For Linux distributions, PostgreSQL was installed on the ext4 file system in the RAID1 setup (software RAID using mdraid) on two SSDs with atime disabled . In the case of FreeBSD, the OpenZFS file system was used on two SSDs when configuring RAID1. A ZFS dataset with PostgreSQL data was created with the following parameters:

zfs get recordsize,logbias,primarycache,atime,compression zroot/var/db/postgres
NAME                   PROPERTY      VALUE         SOURCE
zroot/var/db/postgres  recordsize    8K            local
zroot/var/db/postgres  logbias       throughput    local
zroot/var/db/postgres  primarycache  all           default
zroot/var/db/postgres  atime         off           inherited from zroot
zroot/var/db/postgres  compression   lz4           local

The configuration of the PostgreSQL server was the same on all operating systems except the file paths (each operating system uses its own directory structure). The contents of the postgresql.conf file (basic settings) for a 32 GB instance:

autovacuum = off
default_statistics_target = 100
maintenance_work_mem = 1GB
checkpoint_completion_target = 0.9
effective_cache_size = 24GB
work_mem = 104MB
wal_buffers = 16MB
shared_buffers = 8GB
max_connections = 300

The contents of the postgresql.conf file for the 200 GB instance:

autovacuum = off
default_statistics_target = 100
maintenance_work_mem = 2GB
checkpoint_completion_target = 0.9
effective_cache_size = 144GB
work_mem = 640MB
wal_buffers = 16MB
shared_buffers = 48GB
max_connections = 300

Benchmarking

I tested PostgreSQL on five different operating systems in two modes - read-only and TCP-B (read-write) with two different memory profiles. The test of each OS took about 30 hours (not counting the time required to configure the OS). The results of each pgbench run were saved for later evaluation.

Results - Read Only

Results - TCP-B

Summary

The test showed that the difference between the various GNU / Linux distributions is not very significant. OpenSUSE 42.3 was the best operating system in the read-only test, while FreeBSD ran about 40% slower. Unfortunately, I did not figure out what caused such mediocre FreeBSD performance.

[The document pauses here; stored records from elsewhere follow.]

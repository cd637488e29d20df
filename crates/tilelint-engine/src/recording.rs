// SPDX-License-Identifier: CEPL-1.0
//! Per-command-buffer recording state: the render-pass state machine, draw
//! statistics, and the deferred stream that is replayed at submit.
use std::sync::Arc;

use ash::vk;
use smallvec::SmallVec;
use tilelint_api::ClearTarget;
use tracing::debug;

use crate::resources::{AttachmentBinding, ResolvedPass, SubpassRefs};

#[derive(Clone, Copy, Debug, Default)]
pub struct DrawCallStats {
    pub draws: u64,
    pub draws_in_pass: u64,
    pub last_vertex_count: u32,
    pub last_index_count: u32,
    pub last_indexed: bool,
    /// Small indexed draws since the command buffer began recording.
    pub small_indexed_draws: u64,
}

#[derive(Clone, Debug)]
pub struct ActivePass {
    pub framebuffer: vk::Framebuffer,
    pub render_area: vk::Rect2D,
    /// Empty when the render pass or framebuffer was unknown at begin.
    pub bindings: SmallVec<[AttachmentBinding; 4]>,
    pub subpasses: SmallVec<[SubpassRefs; 1]>,
    pub subpass: u32,
    pub draw_occurred: bool,
    pub cleared_since_draw: bool,
    pub cleared_mid_pass: bool,
}

impl ActivePass {
    /// The binding behind a `vkCmdClearAttachments` target in the current subpass.
    pub fn clear_target(
        &self,
        aspect_mask: vk::ImageAspectFlags,
        color_attachment: u32,
    ) -> Option<&AttachmentBinding> {
        let subpass = self.subpasses.get(self.subpass as usize)?;
        let index = if aspect_mask.contains(vk::ImageAspectFlags::COLOR) {
            *subpass.color.get(color_attachment as usize)?
        } else {
            subpass.depth_stencil?
        };
        self.bindings.iter().find(|b| b.index == index)
    }
}

#[derive(Clone, Debug, Default)]
pub enum RenderPassContext {
    #[default]
    Idle,
    InPass(ActivePass),
}

/// What a finished render pass left behind, replayed at submit.
#[derive(Clone, Debug)]
pub struct RenderPassExecution {
    pub framebuffer: vk::Framebuffer,
    pub bindings: SmallVec<[AttachmentBinding; 4]>,
    pub subpass_count: u32,
    pub draw_occurred: bool,
    pub cleared_mid_pass: bool,
}

/// A `vkCmdClearAttachments` recorded with no render pass open, as a
/// secondary continuing its primary's pass does. Evaluated against the pass
/// that is open where the secondary is executed.
#[derive(Clone, Debug)]
pub struct InheritedClear {
    pub targets: SmallVec<[ClearTarget; 2]>,
    pub rects: SmallVec<[vk::ClearRect; 2]>,
    /// The recording command buffer had drawn before the clear.
    pub after_draw: bool,
}

/// Image-content events whose effect depends on submission order.
#[derive(Clone, Debug)]
pub enum Deferred {
    DirectClear(vk::Image),
    Read(vk::Image),
    Write(vk::Image),
    Transition(vk::Image, vk::ImageLayout),
    RenderPass(RenderPassExecution),
}

#[derive(Debug, Default)]
pub struct CommandBufferState {
    pub pass: RenderPassContext,
    pub stats: DrawCallStats,
    recorded: Vec<Deferred>,
    executable: Option<Arc<[Deferred]>>,
    inherited_clears: Vec<InheritedClear>,
}

impl CommandBufferState {
    /// `vkBeginCommandBuffer` and `vkResetCommandBuffer` both start over.
    pub fn reset(&mut self) {
        *self = CommandBufferState::default();
    }

    pub fn defer(&mut self, action: Deferred) {
        self.recorded.push(action);
    }

    /// Freezes the recorded stream for submission.
    pub fn finish(&mut self) {
        if let RenderPassContext::InPass(pass) = &self.pass {
            debug!(framebuffer = ?pass.framebuffer, "command buffer ended inside a render pass");
            self.pass = RenderPassContext::Idle;
        }
        self.executable = Some(Arc::from(std::mem::take(&mut self.recorded)));
    }

    /// The stream as of the last `finish`; empty for a buffer never ended.
    pub fn executable(&self) -> Option<Arc<[Deferred]>> {
        self.executable.clone()
    }

    pub fn begin_render_pass(
        &mut self,
        framebuffer: vk::Framebuffer,
        render_area: vk::Rect2D,
        resolved: Option<ResolvedPass>,
    ) {
        if matches!(self.pass, RenderPassContext::InPass(_)) {
            debug!(?framebuffer, "render pass begun inside another; dropping the open one");
        }
        let (bindings, subpasses) = match resolved {
            Some(resolved) => (resolved.bindings, resolved.subpasses),
            None => {
                debug!(
                    ?framebuffer,
                    "render pass begun on unknown objects; attachment rules disabled"
                );
                Default::default()
            }
        };
        self.stats.draws_in_pass = 0;
        self.pass = RenderPassContext::InPass(ActivePass {
            framebuffer,
            render_area,
            bindings,
            subpasses,
            subpass: 0,
            draw_occurred: false,
            cleared_since_draw: false,
            cleared_mid_pass: false,
        });
    }

    pub fn next_subpass(&mut self) {
        if let RenderPassContext::InPass(pass) = &mut self.pass {
            pass.subpass += 1;
        }
    }

    /// Queues the finished pass for replay. No-op outside a render pass.
    pub fn end_render_pass(&mut self) {
        let RenderPassContext::InPass(pass) = std::mem::take(&mut self.pass) else {
            debug!("vkCmdEndRenderPass outside a render pass");
            return;
        };
        let subpass_count = pass.subpasses.len().max(1) as u32;
        self.recorded.push(Deferred::RenderPass(RenderPassExecution {
            framebuffer: pass.framebuffer,
            bindings: pass.bindings,
            subpass_count,
            draw_occurred: pass.draw_occurred,
            cleared_mid_pass: pass.cleared_mid_pass,
        }));
    }

    pub fn record_draw(&mut self, vertex_count: u32) {
        self.stats.last_vertex_count = vertex_count;
        self.stats.last_indexed = false;
        self.stats.draws += 1;
        self.mark_draws(1);
    }

    pub fn record_draw_indexed(&mut self, index_count: u32, small_threshold: u64) {
        self.stats.last_index_count = index_count;
        self.stats.last_indexed = true;
        if u64::from(index_count) <= small_threshold {
            self.stats.small_indexed_draws += 1;
        }
        self.stats.draws += 1;
        self.mark_draws(1);
    }

    /// Splices an ended secondary command buffer into this recording.
    pub fn execute_secondary(&mut self, stream: &[Deferred], draws: u64) {
        self.recorded.extend(stream.iter().cloned());
        if draws > 0 {
            self.stats.draws += draws;
            self.mark_draws(draws);
        }
    }

    fn mark_draws(&mut self, draws: u64) {
        if let RenderPassContext::InPass(pass) = &mut self.pass {
            pass.draw_occurred = true;
            pass.cleared_since_draw = false;
            self.stats.draws_in_pass += draws;
        }
    }

    pub fn active_pass(&self) -> Option<&ActivePass> {
        match &self.pass {
            RenderPassContext::InPass(pass) => Some(pass),
            RenderPassContext::Idle => None,
        }
    }

    pub fn inherit_clear(&mut self, targets: &[ClearTarget], rects: &[vk::ClearRect]) {
        self.inherited_clears.push(InheritedClear {
            targets: targets.iter().copied().collect(),
            rects: rects.iter().copied().collect(),
            after_draw: self.stats.draws > 0,
        });
    }

    pub fn inherited_clears(&self) -> &[InheritedClear] {
        &self.inherited_clears
    }

    pub fn mark_cleared(&mut self) {
        if let RenderPassContext::InPass(pass) = &mut self.pass {
            pass.cleared_since_draw = true;
            pass.cleared_mid_pass = true;
        }
    }
}

#[cfg(test)]
mod tests {
    use super::*;
    use ash::vk::Handle;

    fn area() -> vk::Rect2D {
        vk::Rect2D {
            offset: vk::Offset2D { x: 0, y: 0 },
            extent: vk::Extent2D { width: 16, height: 16 },
        }
    }

    #[test]
    fn pass_state_machine() {
        let mut cb = CommandBufferState::default();
        let fb = vk::Framebuffer::from_raw(3);
        assert!(cb.active_pass().is_none());

        cb.begin_render_pass(fb, area(), None);
        let pass = cb.active_pass().unwrap();
        assert!(!pass.draw_occurred && !pass.cleared_since_draw);

        cb.mark_cleared();
        assert!(cb.active_pass().unwrap().cleared_since_draw);
        cb.record_draw(3);
        let pass = cb.active_pass().unwrap();
        assert!(pass.draw_occurred && !pass.cleared_since_draw && pass.cleared_mid_pass);
        assert_eq!(cb.stats.draws_in_pass, 1);

        cb.end_render_pass();
        assert!(cb.active_pass().is_none());
        cb.finish();
        let stream = cb.executable().unwrap();
        let [Deferred::RenderPass(exec)] = &stream[..] else {
            panic!("expected one render pass, got {stream:?}");
        };
        assert_eq!(exec.framebuffer, fb);
        assert!(exec.draw_occurred && exec.cleared_mid_pass);
        assert_eq!(exec.subpass_count, 1);
    }

    #[test]
    fn draws_outside_a_pass_only_touch_stats() {
        let mut cb = CommandBufferState::default();
        cb.record_draw_indexed(6, 10);
        cb.record_draw_indexed(11, 10);
        cb.end_render_pass();
        assert_eq!(cb.stats.small_indexed_draws, 1);
        assert_eq!(cb.stats.draws_in_pass, 0);
        assert!(cb.stats.last_indexed);
        assert_eq!(cb.stats.last_index_count, 11);
    }

    #[test]
    fn secondary_draws_land_in_the_open_pass() {
        let mut secondary = CommandBufferState::default();
        secondary.record_draw(3);
        secondary.defer(Deferred::Write(vk::Image::from_raw(9)));
        secondary.finish();

        let mut primary = CommandBufferState::default();
        primary.begin_render_pass(vk::Framebuffer::from_raw(1), area(), None);
        let stream = secondary.executable().unwrap();
        primary.execute_secondary(&stream, secondary.stats.draws);
        assert!(primary.active_pass().unwrap().draw_occurred);
        assert_eq!(primary.stats.draws_in_pass, 1);
        primary.end_render_pass();
        primary.finish();
        let stream = primary.executable().unwrap();
        assert!(matches!(stream[0], Deferred::Write(_)));
        assert!(matches!(stream[1], Deferred::RenderPass(_)));
    }

    #[test]
    fn clears_outside_a_pass_are_kept_for_the_executing_pass() {
        let mut secondary = CommandBufferState::default();
        let rect = vk::ClearRect {
            rect: area(),
            base_array_layer: 0,
            layer_count: 1,
        };
        secondary.inherit_clear(&[ClearTarget::color(0)], &[rect]);
        secondary.record_draw(3);
        secondary.inherit_clear(&[ClearTarget::color(1)], &[rect]);
        secondary.finish();

        let clears = secondary.inherited_clears();
        assert_eq!(clears.len(), 2);
        assert!(!clears[0].after_draw);
        assert!(clears[1].after_draw);
        assert_eq!(clears[1].targets[0].color_attachment, 1);

        secondary.reset();
        assert!(secondary.inherited_clears().is_empty());
    }

    #[test]
    fn reset_drops_everything() {
        let mut cb = CommandBufferState::default();
        cb.defer(Deferred::Read(vk::Image::from_raw(1)));
        cb.finish();
        cb.begin_render_pass(vk::Framebuffer::from_raw(1), area(), None);
        cb.reset();
        assert!(cb.active_pass().is_none());
        assert!(cb.executable().is_none());
        assert_eq!(cb.stats.small_indexed_draws, 0);
    }
}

A more realistic picture of the performance of PostgreSQL was obtained in the read-write test (TCP-B). Among GNU / Linux distributions, Centos 7.4 was the fastest and Debian 9.2 the slowest. I was pleasantly surprised by FreeBSD 11.1, which ran more than twice as fast as the best Linux, despite the fact that FreeBSD used ZFS, which is a copy-on-write file system. I assumed that this difference was caused by the cost of software RAID in Linux, so I did three more TCP-B tests for 100 concurrent clients, this time without software RAID:

• FreeBSD 11.1 + UFS : 5623.86 TPS
• FreeBSD 11.1 + ZFS : 8331.85 TPS
• CentOS 7.4 + ext4 : 8987.65 TPS

The results show the inefficiency of Linux SW RAID (or the efficiency of ZFS RAID). The performance of CentOS 7.4 without SW RAID is only slightly higher than that of FreeBSD 11.1 with ZFS RAID (for TCP-B and 100 concurrent clients).